Activity
Please find every line in the entries below that contains the string "SchedulerError", and copy it.

Saved entries:
....
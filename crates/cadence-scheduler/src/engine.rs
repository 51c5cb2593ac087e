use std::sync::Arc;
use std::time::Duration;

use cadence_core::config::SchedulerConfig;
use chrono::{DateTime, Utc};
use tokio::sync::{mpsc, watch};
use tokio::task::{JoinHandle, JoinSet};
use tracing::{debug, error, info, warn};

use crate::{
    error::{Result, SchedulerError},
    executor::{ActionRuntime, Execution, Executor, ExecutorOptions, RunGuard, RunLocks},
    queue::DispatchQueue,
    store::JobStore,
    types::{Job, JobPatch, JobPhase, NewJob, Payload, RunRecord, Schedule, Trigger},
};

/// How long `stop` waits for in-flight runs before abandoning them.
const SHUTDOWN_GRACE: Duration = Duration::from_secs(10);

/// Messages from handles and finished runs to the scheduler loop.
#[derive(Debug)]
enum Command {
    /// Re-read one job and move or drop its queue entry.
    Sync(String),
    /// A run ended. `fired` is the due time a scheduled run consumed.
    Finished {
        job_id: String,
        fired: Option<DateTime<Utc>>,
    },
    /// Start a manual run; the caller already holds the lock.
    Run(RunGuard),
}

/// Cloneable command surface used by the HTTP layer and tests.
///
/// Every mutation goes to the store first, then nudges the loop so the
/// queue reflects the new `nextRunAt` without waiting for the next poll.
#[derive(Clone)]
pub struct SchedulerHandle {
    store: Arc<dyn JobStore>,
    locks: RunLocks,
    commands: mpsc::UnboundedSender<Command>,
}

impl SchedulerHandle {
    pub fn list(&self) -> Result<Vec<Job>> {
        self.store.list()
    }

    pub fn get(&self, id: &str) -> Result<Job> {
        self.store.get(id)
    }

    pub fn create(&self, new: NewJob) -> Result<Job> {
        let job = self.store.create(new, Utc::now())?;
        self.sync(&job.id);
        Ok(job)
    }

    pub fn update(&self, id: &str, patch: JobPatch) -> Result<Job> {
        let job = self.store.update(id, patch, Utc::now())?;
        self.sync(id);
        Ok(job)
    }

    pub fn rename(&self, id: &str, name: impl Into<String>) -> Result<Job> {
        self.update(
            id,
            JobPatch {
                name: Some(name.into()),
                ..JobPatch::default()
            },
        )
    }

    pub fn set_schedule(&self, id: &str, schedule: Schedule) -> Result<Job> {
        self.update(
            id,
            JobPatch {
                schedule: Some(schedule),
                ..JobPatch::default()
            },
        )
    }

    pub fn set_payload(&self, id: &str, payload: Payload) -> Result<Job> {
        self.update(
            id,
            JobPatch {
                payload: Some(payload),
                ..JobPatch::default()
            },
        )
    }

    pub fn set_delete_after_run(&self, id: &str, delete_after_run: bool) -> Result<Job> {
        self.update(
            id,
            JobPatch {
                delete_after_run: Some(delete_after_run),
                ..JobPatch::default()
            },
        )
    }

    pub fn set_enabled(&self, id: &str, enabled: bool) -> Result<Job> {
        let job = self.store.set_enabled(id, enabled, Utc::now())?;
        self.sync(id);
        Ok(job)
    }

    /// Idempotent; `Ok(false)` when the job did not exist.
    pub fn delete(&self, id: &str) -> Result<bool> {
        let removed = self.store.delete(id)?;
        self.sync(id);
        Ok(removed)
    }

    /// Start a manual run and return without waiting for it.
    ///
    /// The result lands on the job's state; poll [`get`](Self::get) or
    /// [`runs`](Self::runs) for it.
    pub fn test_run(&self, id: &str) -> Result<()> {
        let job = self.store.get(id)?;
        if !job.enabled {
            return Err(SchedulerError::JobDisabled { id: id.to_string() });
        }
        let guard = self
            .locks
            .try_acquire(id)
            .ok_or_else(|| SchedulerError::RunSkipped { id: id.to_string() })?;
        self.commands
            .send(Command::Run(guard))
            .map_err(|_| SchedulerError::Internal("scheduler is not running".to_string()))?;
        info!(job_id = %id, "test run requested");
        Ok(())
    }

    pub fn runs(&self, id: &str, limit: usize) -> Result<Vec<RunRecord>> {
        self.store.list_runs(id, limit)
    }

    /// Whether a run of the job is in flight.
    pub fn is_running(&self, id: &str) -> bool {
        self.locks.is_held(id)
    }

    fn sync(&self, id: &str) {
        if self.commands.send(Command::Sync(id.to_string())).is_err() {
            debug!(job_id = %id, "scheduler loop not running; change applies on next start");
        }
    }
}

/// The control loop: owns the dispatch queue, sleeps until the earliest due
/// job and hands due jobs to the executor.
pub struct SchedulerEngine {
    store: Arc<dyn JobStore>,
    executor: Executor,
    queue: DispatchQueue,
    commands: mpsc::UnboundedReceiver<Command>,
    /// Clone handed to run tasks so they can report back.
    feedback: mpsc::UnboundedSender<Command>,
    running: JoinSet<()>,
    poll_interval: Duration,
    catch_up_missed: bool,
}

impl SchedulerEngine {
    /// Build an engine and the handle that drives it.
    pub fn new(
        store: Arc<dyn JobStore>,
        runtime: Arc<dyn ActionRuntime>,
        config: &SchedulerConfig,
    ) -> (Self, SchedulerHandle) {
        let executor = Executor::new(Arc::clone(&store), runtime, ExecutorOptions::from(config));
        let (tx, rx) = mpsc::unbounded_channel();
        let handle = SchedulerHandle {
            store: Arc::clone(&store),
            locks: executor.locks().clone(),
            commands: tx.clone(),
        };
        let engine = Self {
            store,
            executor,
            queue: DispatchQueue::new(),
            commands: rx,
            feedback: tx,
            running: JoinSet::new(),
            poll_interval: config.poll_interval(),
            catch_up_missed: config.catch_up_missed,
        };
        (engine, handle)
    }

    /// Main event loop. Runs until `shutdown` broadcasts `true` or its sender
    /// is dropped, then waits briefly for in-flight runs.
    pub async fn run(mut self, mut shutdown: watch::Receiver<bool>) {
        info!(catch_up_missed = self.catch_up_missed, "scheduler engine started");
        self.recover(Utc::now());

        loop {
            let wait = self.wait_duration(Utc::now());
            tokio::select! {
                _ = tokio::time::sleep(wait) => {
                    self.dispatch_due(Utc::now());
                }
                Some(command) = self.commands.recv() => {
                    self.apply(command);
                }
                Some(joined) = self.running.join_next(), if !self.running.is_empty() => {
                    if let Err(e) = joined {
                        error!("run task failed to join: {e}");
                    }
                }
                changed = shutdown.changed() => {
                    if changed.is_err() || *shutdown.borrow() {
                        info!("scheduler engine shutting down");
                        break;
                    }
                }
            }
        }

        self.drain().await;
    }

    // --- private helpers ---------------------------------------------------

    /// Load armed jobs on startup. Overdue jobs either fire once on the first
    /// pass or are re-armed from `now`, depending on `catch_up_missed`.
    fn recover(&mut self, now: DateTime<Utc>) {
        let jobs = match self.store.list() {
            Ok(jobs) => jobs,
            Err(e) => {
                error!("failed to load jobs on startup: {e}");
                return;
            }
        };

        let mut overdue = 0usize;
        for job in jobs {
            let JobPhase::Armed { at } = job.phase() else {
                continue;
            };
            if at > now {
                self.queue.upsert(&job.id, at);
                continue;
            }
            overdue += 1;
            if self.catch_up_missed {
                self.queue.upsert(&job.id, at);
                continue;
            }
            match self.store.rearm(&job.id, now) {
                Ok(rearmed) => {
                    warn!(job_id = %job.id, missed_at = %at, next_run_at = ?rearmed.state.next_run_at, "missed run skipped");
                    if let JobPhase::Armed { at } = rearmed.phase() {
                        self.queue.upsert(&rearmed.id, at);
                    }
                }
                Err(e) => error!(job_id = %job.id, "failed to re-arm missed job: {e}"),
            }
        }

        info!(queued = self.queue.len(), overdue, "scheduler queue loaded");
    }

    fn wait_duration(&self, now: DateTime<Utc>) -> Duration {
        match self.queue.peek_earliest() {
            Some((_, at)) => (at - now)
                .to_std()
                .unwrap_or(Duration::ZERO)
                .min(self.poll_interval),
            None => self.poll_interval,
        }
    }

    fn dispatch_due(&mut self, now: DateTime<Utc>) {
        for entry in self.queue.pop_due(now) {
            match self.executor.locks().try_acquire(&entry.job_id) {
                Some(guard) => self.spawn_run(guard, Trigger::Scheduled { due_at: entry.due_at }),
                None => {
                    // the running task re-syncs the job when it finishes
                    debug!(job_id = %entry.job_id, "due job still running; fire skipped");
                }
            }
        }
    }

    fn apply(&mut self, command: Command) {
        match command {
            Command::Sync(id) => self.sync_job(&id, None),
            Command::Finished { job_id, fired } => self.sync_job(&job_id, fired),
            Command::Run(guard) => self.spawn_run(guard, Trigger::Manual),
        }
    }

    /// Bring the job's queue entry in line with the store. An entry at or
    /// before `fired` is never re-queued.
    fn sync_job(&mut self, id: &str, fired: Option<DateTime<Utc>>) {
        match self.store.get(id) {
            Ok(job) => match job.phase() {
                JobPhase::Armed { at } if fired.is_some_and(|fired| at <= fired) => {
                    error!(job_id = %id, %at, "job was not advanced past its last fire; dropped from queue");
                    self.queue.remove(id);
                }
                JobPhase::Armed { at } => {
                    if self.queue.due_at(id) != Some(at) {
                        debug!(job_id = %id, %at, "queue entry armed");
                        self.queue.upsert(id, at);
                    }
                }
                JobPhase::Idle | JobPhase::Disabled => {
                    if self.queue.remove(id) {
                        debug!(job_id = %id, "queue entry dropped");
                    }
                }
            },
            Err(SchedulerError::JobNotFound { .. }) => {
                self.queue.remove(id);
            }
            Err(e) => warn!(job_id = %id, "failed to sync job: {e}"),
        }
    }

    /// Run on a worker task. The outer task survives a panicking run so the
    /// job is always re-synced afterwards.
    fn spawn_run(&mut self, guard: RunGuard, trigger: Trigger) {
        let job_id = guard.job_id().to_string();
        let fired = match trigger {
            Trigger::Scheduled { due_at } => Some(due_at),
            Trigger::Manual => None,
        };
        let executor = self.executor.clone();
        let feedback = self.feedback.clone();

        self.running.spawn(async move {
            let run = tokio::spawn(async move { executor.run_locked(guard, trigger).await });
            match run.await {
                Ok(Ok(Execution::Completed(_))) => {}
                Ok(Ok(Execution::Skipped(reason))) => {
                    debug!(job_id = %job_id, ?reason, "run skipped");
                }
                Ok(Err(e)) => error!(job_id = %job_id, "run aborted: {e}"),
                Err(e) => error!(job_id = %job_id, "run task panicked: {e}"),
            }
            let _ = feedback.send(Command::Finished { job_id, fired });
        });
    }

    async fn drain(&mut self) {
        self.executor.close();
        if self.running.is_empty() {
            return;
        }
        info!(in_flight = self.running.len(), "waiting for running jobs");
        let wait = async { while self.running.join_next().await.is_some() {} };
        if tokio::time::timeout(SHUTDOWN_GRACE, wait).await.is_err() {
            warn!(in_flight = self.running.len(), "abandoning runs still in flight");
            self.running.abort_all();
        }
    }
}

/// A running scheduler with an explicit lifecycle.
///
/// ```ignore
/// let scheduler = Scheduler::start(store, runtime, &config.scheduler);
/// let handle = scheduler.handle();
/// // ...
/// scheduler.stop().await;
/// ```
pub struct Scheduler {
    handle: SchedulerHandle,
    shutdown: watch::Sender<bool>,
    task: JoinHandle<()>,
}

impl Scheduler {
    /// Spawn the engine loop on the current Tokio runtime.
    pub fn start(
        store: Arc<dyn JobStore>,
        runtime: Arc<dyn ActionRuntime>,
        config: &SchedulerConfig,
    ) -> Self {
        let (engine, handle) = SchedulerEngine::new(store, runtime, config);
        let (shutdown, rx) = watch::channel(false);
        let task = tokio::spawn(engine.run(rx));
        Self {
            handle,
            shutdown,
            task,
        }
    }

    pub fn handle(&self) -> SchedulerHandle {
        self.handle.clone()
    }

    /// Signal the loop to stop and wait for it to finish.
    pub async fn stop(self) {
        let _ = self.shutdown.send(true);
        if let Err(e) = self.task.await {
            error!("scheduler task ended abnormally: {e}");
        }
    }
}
....
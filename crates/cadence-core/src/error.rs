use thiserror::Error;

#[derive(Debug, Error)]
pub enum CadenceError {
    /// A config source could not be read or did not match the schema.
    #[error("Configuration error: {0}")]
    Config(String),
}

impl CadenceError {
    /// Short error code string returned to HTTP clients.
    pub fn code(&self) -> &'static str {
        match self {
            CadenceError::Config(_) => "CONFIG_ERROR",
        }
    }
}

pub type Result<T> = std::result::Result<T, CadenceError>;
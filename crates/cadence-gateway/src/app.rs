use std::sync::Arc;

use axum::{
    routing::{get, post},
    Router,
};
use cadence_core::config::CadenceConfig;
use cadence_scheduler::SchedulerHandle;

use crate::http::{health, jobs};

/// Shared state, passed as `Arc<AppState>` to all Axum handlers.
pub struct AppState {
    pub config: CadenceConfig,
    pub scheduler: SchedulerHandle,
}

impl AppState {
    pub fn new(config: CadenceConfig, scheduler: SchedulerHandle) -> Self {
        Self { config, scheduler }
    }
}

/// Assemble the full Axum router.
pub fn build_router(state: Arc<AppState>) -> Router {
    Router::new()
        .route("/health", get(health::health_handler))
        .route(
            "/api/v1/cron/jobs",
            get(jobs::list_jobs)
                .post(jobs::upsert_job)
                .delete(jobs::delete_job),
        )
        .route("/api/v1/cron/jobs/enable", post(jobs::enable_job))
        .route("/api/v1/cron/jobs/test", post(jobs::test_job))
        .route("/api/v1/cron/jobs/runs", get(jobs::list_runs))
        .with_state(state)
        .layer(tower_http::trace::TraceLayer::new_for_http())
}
....
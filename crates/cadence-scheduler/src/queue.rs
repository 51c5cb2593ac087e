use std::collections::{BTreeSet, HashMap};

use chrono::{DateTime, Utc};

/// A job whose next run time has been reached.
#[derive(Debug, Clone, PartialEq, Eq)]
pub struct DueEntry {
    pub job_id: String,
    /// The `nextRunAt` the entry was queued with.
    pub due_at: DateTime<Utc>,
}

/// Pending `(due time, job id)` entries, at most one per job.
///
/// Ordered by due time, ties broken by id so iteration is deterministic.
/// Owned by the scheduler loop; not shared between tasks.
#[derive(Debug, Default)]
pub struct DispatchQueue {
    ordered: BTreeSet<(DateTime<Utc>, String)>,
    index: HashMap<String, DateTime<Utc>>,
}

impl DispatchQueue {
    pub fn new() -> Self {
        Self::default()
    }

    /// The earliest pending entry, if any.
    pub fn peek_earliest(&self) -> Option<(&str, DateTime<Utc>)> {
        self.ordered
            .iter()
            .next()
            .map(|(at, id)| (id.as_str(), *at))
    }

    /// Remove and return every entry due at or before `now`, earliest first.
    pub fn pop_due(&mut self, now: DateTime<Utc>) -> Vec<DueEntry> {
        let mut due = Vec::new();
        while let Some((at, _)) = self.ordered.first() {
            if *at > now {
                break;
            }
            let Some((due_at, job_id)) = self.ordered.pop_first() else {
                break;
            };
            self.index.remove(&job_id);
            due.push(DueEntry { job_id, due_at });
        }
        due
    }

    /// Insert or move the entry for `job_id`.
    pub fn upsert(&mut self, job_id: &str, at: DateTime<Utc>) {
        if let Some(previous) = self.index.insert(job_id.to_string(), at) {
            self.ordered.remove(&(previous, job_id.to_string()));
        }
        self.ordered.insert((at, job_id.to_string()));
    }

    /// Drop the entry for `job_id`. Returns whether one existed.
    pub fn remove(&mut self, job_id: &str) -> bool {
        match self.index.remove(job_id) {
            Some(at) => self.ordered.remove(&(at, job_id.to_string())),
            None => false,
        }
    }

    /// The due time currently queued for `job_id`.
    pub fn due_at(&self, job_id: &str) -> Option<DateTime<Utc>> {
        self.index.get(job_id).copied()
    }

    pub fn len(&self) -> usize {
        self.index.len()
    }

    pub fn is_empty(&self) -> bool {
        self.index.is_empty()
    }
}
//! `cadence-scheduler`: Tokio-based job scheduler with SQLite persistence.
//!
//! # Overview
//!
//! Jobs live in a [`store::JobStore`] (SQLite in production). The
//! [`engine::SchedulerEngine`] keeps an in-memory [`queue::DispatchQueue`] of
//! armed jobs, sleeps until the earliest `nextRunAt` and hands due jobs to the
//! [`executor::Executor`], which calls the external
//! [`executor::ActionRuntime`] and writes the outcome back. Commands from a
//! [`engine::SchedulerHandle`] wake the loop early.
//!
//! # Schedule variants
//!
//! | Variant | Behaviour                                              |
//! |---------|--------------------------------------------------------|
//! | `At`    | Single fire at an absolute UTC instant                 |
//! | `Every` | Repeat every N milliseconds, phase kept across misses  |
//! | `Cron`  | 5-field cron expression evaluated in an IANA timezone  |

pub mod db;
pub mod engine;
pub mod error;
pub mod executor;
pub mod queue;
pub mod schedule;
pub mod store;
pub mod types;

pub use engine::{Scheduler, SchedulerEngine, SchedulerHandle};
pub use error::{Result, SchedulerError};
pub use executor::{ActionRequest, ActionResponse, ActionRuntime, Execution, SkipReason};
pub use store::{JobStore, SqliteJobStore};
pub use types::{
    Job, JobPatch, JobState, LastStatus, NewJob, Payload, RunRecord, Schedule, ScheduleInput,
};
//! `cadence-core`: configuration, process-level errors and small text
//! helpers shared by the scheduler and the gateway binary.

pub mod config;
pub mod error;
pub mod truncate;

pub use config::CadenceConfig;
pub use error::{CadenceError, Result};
....
Solution to this exercise
    error::{Result, SchedulerError},
            return Err(SchedulerError::JobDisabled { id: id.to_string() });
            .ok_or_else(|| SchedulerError::RunSkipped { id: id.to_string() })?;
            .map_err(|_| SchedulerError::Internal("scheduler is not running".to_string()))?;
            Err(SchedulerError::JobNotFound { .. }) => {
pub use error::{Result, SchedulerError};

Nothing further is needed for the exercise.